◆ Task:
The required output is every entry below, copied exactly.

◆ Data provided:
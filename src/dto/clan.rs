use chrono::{DateTime, Utc};
use serde::{Deserialize, Serialize};
use uuid::Uuid;

use crate::{error::AppError, models::Clan};

pub const NAME_MAX_LEN: usize = 255;
pub const REGION_MAX_LEN: usize = 10;
pub const SEARCH_MIN_LEN: usize = 3;

#[derive(Debug, Clone, Deserialize)]
pub struct CreateClan {
    pub name: String,
    pub region: String,
}

impl CreateClan {
    /// Trims both fields and checks their lengths, in characters.
    pub fn validate(self) -> Result<Self, AppError> {
        let name = self.name.trim().to_string();
        let region = self.region.trim().to_string();

        check_len("name", &name, NAME_MAX_LEN)?;
        check_len("region", &region, REGION_MAX_LEN)?;

        Ok(Self { name, region })
    }
}

fn check_len(field: &str, value: &str, max: usize) -> Result<(), AppError> {
    let len = value.chars().count();
    if len == 0 || len > max {
        return Err(AppError::Validation(format!(
            "{field} must be between 1 and {max} characters"
        )));
    }

    Ok(())
}

#[derive(Debug, Deserialize)]
pub struct SearchClans {
    pub name: String,
}

impl SearchClans {
    pub fn validate(self) -> Result<Self, AppError> {
        if self.name.chars().count() < SEARCH_MIN_LEN {
            return Err(AppError::Validation(format!(
                "name must be at least {SEARCH_MIN_LEN} characters"
            )));
        }

        Ok(self)
    }
}

#[derive(Debug, Clone, PartialEq, Serialize, Deserialize)]
pub struct ClanResponse {
    pub id: Uuid,
    pub name: String,
    pub region: String,
    pub created_at: DateTime<Utc>,
}

impl From<Clan> for ClanResponse {
    fn from(clan: Clan) -> Self {
        Self {
            id: clan.id,
            name: clan.name,
            region: clan.region,
            created_at: clan.created_at,
        }
    }
}

#[cfg(test)]
mod tests {
    use super::*;

    fn create(name: &str, region: &str) -> CreateClan {
        CreateClan {
            name: name.into(),
            region: region.into(),
        }
    }

    #[test]
    fn create_trims_fields() {
        let input = create("  Iron Wolves ", " EU ").validate().unwrap();

        assert_eq!(input.name, "Iron Wolves");
        assert_eq!(input.region, "EU");
    }

    #[test]
    fn create_rejects_blank_and_oversized_fields() {
        assert!(create("   ", "EU").validate().is_err());
        assert!(create("Clan", "").validate().is_err());
        assert!(create(&"x".repeat(256), "EU").validate().is_err());
        assert!(create("Clan", "ELEVENCHARS").validate().is_err());

        assert!(create(&"x".repeat(255), "0123456789").validate().is_ok());
    }

    #[test]
    fn lengths_count_characters_not_bytes() {
        // ten two-byte characters
        assert!(create("Clan", "ééééééééé é").validate().is_err());
        assert!(create("Clan", "éééééééééé").validate().is_ok());
    }

    #[test]
    fn search_needs_three_characters() {
        assert!(SearchClans { name: "cl".into() }.validate().is_err());
        assert!(SearchClans { name: "cla".into() }.validate().is_ok());
    }

    #[test]
    fn response_renders_canonical_id_and_iso_timestamp() {
        let clan = Clan {
            id: Uuid::parse_str("67e55044-10b1-426f-9247-bb680e5fe0c8").unwrap(),
            name: "Iron Wolves".into(),
            region: "EU".into(),
            created_at: DateTime::from_timestamp(1_700_000_000, 0).unwrap(),
        };

        let json = serde_json::to_value(ClanResponse::from(clan)).unwrap();

        assert_eq!(json["id"], "67e55044-10b1-426f-9247-bb680e5fe0c8");
        assert_eq!(json["created_at"], "2023-11-14T22:13:20Z");
    }
}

◆ Output of the task:
filename src/dto/clan.rs
use chrono::{DateTime, Utc};
use serde::{Deserialize, Serialize};
use uuid::Uuid;

use crate::{error::AppError, models::Clan};

pub const NAME_MAX_LEN: usize = 255;
pub const REGION_MAX_LEN: usize = 10;
pub const SEARCH_MIN_LEN: usize = 3;

#[derive(Debug, Clone, Deserialize)]
pub struct CreateClan {
    pub name: String,
    pub region: String,
}

impl CreateClan {
    /// Trims both fields and checks their lengths, in characters.
    pub fn validate(self) -> Result<Self, AppError> {
        let name = self.name.trim().to_string();
        let region = self.region.trim().to_string();

        check_len("name", &name, NAME_MAX_LEN)?;
        check_len("region", &region, REGION_MAX_LEN)?;

        Ok(Self { name, region })
    }
}

fn check_len(field: &str, value: &str, max: usize) -> Result<(), AppError> {
    let len = value.chars().count();
    if len == 0 || len > max {
        return Err(AppError::Validation(format!(
            "{field} must be between 1 and {max} characters"
        )));
    }

    Ok(())
}

#[derive(Debug, Deserialize)]
pub struct SearchClans {
    pub name: String,
}

impl SearchClans {
    pub fn validate(self) -> Result<Self, AppError> {
        if self.name.chars().count() < SEARCH_MIN_LEN {
            return Err(AppError::Validation(format!(
                "name must be at least {SEARCH_MIN_LEN} characters"
            )));
        }

        Ok(self)
    }
}

#[derive(Debug, Clone, PartialEq, Serialize, Deserialize)]
pub struct ClanResponse {
    pub id: Uuid,
    pub name: String,
    pub region: String,
    pub created_at: DateTime<Utc>,
}

impl From<Clan> for ClanResponse {
    fn from(clan: Clan) -> Self {
        Self {
            id: clan.id,
            name: clan.name,
            region: clan.region,
            created_at: clan.created_at,
        }
    }
}

#[cfg(test)]
mod tests {
    use super::*;

    fn create(name: &str, region: &str) -> CreateClan {
        CreateClan {
            name: name.into(),
            region: region.into(),
        }
    }

    #[test]
    fn create_trims_fields() {
        let input = create("  Iron Wolves ", " EU ").validate().unwrap();

        assert_eq!(input.name, "Iron Wolves");
        assert_eq!(input.region, "EU");
    }

    #[test]
    fn create_rejects_blank_and_oversized_fields() {
        assert!(create("   ", "EU").validate().is_err());
        assert!(create("Clan", "").validate().is_err());
        assert!(create(&"x".repeat(256), "EU").validate().is_err());
        assert!(create("Clan", "ELEVENCHARS").validate().is_err());

        assert!(create(&"x".repeat(255), "0123456789").validate().is_ok());
    }

    #[test]
    fn lengths_count_characters_not_bytes() {
        // ten two-byte characters
        assert!(create("Clan", "ééééééééé é").validate().is_err());
        assert!(create("Clan", "éééééééééé").validate().is_ok());
    }

    #[test]
    fn search_needs_three_characters() {
        assert!(SearchClans { name: "cl".into() }.validate().is_err());
        assert!(SearchClans { name: "cla".into() }.validate().is_ok());
    }

    #[test]
    fn response_renders_canonical_id_and_iso_timestamp() {
        let clan = Clan {
            id: Uuid::parse_str("67e55044-10b1-426f-9247-bb680e5fe0c8").unwrap(),
            name: "Iron Wolves".into(),
            region: "EU".into(),
            created_at: DateTime::from_timestamp(1_700_000_000, 0).unwrap(),
        };

        let json = serde_json::to_value(ClanResponse::from(clan)).unwrap();

        assert_eq!(json["id"], "67e55044-10b1-426f-9247-bb680e5fe0c8");
        assert_eq!(json["created_at"], "2023-11-14T22:13:20Z");
    }
}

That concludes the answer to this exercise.